EPA Grant Number: R828737C008
Subproject: this is subproject number 008 , established and managed by the Center Director under grant R830420
(EPA does not fund or establish subprojects; EPA awards and manages the overall grant for this center).

Center: Center for Environmental and Energy Research (CEER)
Center Director: Earl, David A.
Title: Recycling Glass-Reinforced Thermoset Polymer Composite Materials
Investigators: Mayes, Steven , DeRosa, Rebecca
Institution: Alfred University
EPA Project Officer: Klieforth, Barbara I
Project Period: September 1, 2001 through August 31, 2003
RFA: Targeted Research Center (2000) Recipients Lists
Research Category: Targeted Research

Objective:

The objectives of this research project were to: (1) investigate the interface chemistry between recycled and virgin constituent materials, including the use of coating agents, to provide the foundation for improving such materials and the resulting structural material; (2) investigate mechanical grinding parameters to identify and produce optimum constituent recyclate materials; (3) investigate material reformation technology to identify and produce optimum ratios for mixing virgin and recycled feedstock; and (4) conduct detailed mechanical and thermal characterization of reformulated composite materials.

As a multidisciplinary team from Mechanical Engineering and Materials Science, our goal was to conduct the basic research necessary to address the issue of removing significant amounts of thermoset composite materials from the solid waste stream terminating in our fast-disappearing landfills.
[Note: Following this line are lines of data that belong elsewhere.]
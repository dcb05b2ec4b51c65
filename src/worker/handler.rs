use std::sync::Arc;

use lambda_runtime::{Error, LambdaEvent};
use serde_json::Value;
use tracing::{error, info};

use super::deliver::{self, NotificationMessage};
use super::fetch;
use super::summarize;
use crate::clients::{AwsClients, ModelInvoker, Notifier, ObjectStore};
use crate::core::config::AnalysisConfig;
use crate::core::models::{ObjectLocation, parse_trigger_event};
use crate::errors::AnalysisError;
use crate::response::HandlerResponse;

/// What one invocation did. Failed steps carry their sentinel text in
/// `content` / `response_text`.
#[derive(Debug, Clone)]
pub struct AnalysisOutcome {
    pub location: ObjectLocation,
    pub content: String,
    pub response_text: String,
    pub notification: NotificationMessage,
    pub message_id: Option<String>,
    pub fetch_ok: bool,
    pub inference_ok: bool,
    pub published: bool,
}

/// Handles S3 upload events: fetch the log file, have Bedrock analyze it,
/// publish the analysis to SNS.
///
/// The service clients are built once and shared across invocations.
pub struct SessionAnalysisHandler {
    config: AnalysisConfig,
    store: Arc<dyn ObjectStore>,
    model: Arc<dyn ModelInvoker>,
    notifier: Arc<dyn Notifier>,
}

impl SessionAnalysisHandler {
    pub fn new(
        config: AnalysisConfig,
        store: Arc<dyn ObjectStore>,
        model: Arc<dyn ModelInvoker>,
        notifier: Arc<dyn Notifier>,
    ) -> Self {
        Self {
            config,
            store,
            model,
            notifier,
        }
    }

    /// Builds the config from the environment and the SDK clients from the
    /// ambient AWS credentials.
    ///
    /// # Errors
    ///
    /// Returns `ConfigError` for an invalid environment override.
    pub async fn from_env() -> Result<Self, AnalysisError> {
        let config = AnalysisConfig::from_env()?;
        info!(
            model_id = %config.model_id,
            bedrock_region = %config.bedrock_region,
            topic_arn = %config.topic_arn,
            "Loaded analysis config"
        );
        let clients = AwsClients::load(&config).await;

        Ok(Self::new(
            config,
            Arc::new(clients.store),
            Arc::new(clients.model),
            Arc::new(clients.notifier),
        ))
    }

    /// Runs the fetch, summarize and deliver steps for one event.
    ///
    /// A failing step never aborts the run: fetch and inference failures are
    /// replaced by sentinel text that flows into the next step, and a publish
    /// failure is only recorded.
    ///
    /// # Errors
    ///
    /// Returns `InvalidEvent` if the event has no bucket name. This is the
    /// only failure surfaced to the caller.
    pub async fn analyze(&self, payload: &Value) -> Result<AnalysisOutcome, AnalysisError> {
        let location = parse_trigger_event(payload)?;
        info!(%location, "Analyzing uploaded log file");

        let (content, fetch_ok) = match fetch::fetch_content(self.store.as_ref(), &location).await
        {
            Ok(content) => (content, true),
            Err(e) => {
                let text = fetch::fetch_failure_text(&location, &e);
                error!("{}", text);
                (text, false)
            }
        };

        let (response_text, inference_ok) =
            match summarize::summarize_content(self.model.as_ref(), &self.config, &content).await
            {
                Ok(text) => (text, true),
                Err(e) => {
                    let text = summarize::inference_failure_text(&e);
                    error!("{}", text);
                    (text, false)
                }
            };

        let notification = deliver::compose_notification(
            &location,
            &response_text,
            &self.config.notification_subject,
        );

        let (message_id, published) =
            match deliver::publish_notification(self.notifier.as_ref(), &self.config, &notification)
                .await
            {
                Ok(message_id) => (message_id, true),
                Err(_) => (None, false),
            };

        Ok(AnalysisOutcome {
            location,
            content,
            response_text,
            notification,
            message_id,
            fetch_ok,
            inference_ok,
            published,
        })
    }

    /// Lambda entry point. Always acknowledges with a 200 once the event
    /// parses, whatever happened in the individual steps.
    ///
    /// # Errors
    ///
    /// Fails the invocation when the event is missing its bucket name.
    #[tracing::instrument(level = "info", skip_all, fields(request_id = %event.context.request_id))]
    pub async fn handle(&self, event: LambdaEvent<Value>) -> Result<HandlerResponse, Error> {
        info!("Received event: {:?}", event.payload);

        let outcome = self.analyze(&event.payload).await.map_err(|e| {
            error!("Rejecting event: {}", e);
            Error::from(e)
        })?;

        info!(
            location = %outcome.location,
            fetch_ok = outcome.fetch_ok,
            inference_ok = outcome.inference_ok,
            published = outcome.published,
            "Function executed"
        );

        Ok(HandlerResponse::success())
    }
}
Large-scale adoption of thermoset composites by the automobile industry has increased the urgency for developing a composite recycling infrastructure analogous to the one in place today for metals. Attempts by the composites community to recycle thermoset composites have essentially focused on innovative ways to grind up the waste composite material and use it as filler/reinforcement with a virgin resin matrix to form a new low-grade composite material.

Our research is focused on understanding and improving interfacial bonding between the recyclate and the virgin matrix material so that near original stiffness and strength is obtained from the second generation composites (2GC).
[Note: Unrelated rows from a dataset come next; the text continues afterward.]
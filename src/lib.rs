//! Session Analysis - a Lambda function that reviews AWS Session Manager logs
//! with a Bedrock-hosted model.
//!
//! When a session log lands in S3, EventBridge invokes the function with the
//! upload event. The function:
//! 1. Reads the log file from S3
//! 2. Asks an Anthropic model on Amazon Bedrock to summarize the session and
//!    point out suspicious activity
//! 3. Publishes the model's answer to an SNS topic
//!
//! # Architecture
//!
//! The system uses:
//! - AWS Lambda for serverless execution
//! - aws-sdk-s3, aws-sdk-bedrockruntime and aws-sdk-sns for the three services
//! - Tokio for async runtime
//!
//! Every step after event parsing is best-effort: a failed fetch or model
//! call is replaced by an error description that is still delivered, and the
//! function acknowledges with a 200 either way.
//!
//! # Example
//!
//! ```no_run
//! use session_analysis::worker::SessionAnalysisHandler;
//!
//! #[tokio::main]
//! async fn main() -> Result<(), Box<dyn std::error::Error + Send + Sync>> {
//!     session_analysis::setup_logging();
//!
//!     let handler = SessionAnalysisHandler::from_env().await?;
//!     let event = serde_json::json!({
//!         "detail": {
//!             "requestParameters": {
//!                 "bucketName": "session-logs",
//!                 "key": "i-0abc123/session.log"
//!             }
//!         }
//!     });
//!
//!     let outcome = handler.analyze(&event).await?;
//!     println!("{}", outcome.notification.body);
//!     Ok(())
//! }
//! ```

pub mod clients;
pub mod core;
pub mod errors;
pub mod prompt;
pub mod response;
pub mod worker;

/// Configure structured logging with JSON format for AWS Lambda environments.
///
/// Sets up tracing-subscriber with a JSON formatter suitable for `CloudWatch`
/// Logs. The level comes from `RUST_LOG` and defaults to `info`. Calling it
/// more than once keeps the first subscriber.
///
/// # Example
///
/// ```
/// session_analysis::setup_logging();
/// ```
pub fn setup_logging() {
    use tracing_subscriber::EnvFilter;
    use tracing_subscriber::prelude::*;

    let filter = EnvFilter::try_from_default_env().unwrap_or_else(|_| EnvFilter::new("info"));
    let fmt_layer = tracing_subscriber::fmt::layer().json().with_target(true);

    let _ = tracing_subscriber::registry()
        .with(filter)
        .with(fmt_layer)
        .try_init();
}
Summary/Accomplishments (Outputs/Outcomes):

To recycle composite automobile components, they are first mechanically ground, or “chipped” such that glass fibers on the order of 4 centimeters, with some resin still attached, and matrix powder is produced. Our research focused on combining the relatively high value glass fiber recyclate with virgin matrix to produce a 2GC that has nearly 100 percent of the strength and stiffness of the original material.
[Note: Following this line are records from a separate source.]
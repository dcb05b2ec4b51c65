use tracing::debug;

use crate::clients::ObjectStore;
use crate::core::models::ObjectLocation;
use crate::errors::AnalysisError;

/// Reads the object and decodes it as UTF-8 text.
///
/// # Errors
///
/// Returns `StorageError` if S3 rejects the read, `DecodeError` if the body
/// is not valid UTF-8 or the event's key was not a string.
pub async fn fetch_content(
    store: &dyn ObjectStore,
    location: &ObjectLocation,
) -> Result<String, AnalysisError> {
    if let Some(reason) = &location.key_error {
        return Err(AnalysisError::StorageError(reason.clone()));
    }

    let bytes = store.get_object(&location.bucket, &location.key).await?;
    let content = String::from_utf8(bytes)?;
    debug!(%location, chars = content.chars().count(), "Decoded object content");
    Ok(content)
}

/// Text passed to the model in place of the log when the fetch fails.
pub fn fetch_failure_text(location: &ObjectLocation, err: &AnalysisError) -> String {
    format!(
        "Error reading object {} from bucket {}. Error: {}",
        location.key, location.bucket, err
    )
}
Our research to date has focused on three major studies: 2GC formulating and fabrication, failure mode analysis of the 2GC, and chemical modification of the recyclate portion of the 2GC.

Second, we used optical and electron microscopy to determine the failure mechanisms for the traditional recycled composite system. We have found that the failure mode for 2GC systems occurs between resin-resin interfaces. Crazing was found around chunks of resin pieces from recyclate, which indicates that the onset of failure and the cracks propagate along the resin-resin interfaces. Some fiber pullout is found at the fracture surface, but it is minimal compared to resin-resin debonding.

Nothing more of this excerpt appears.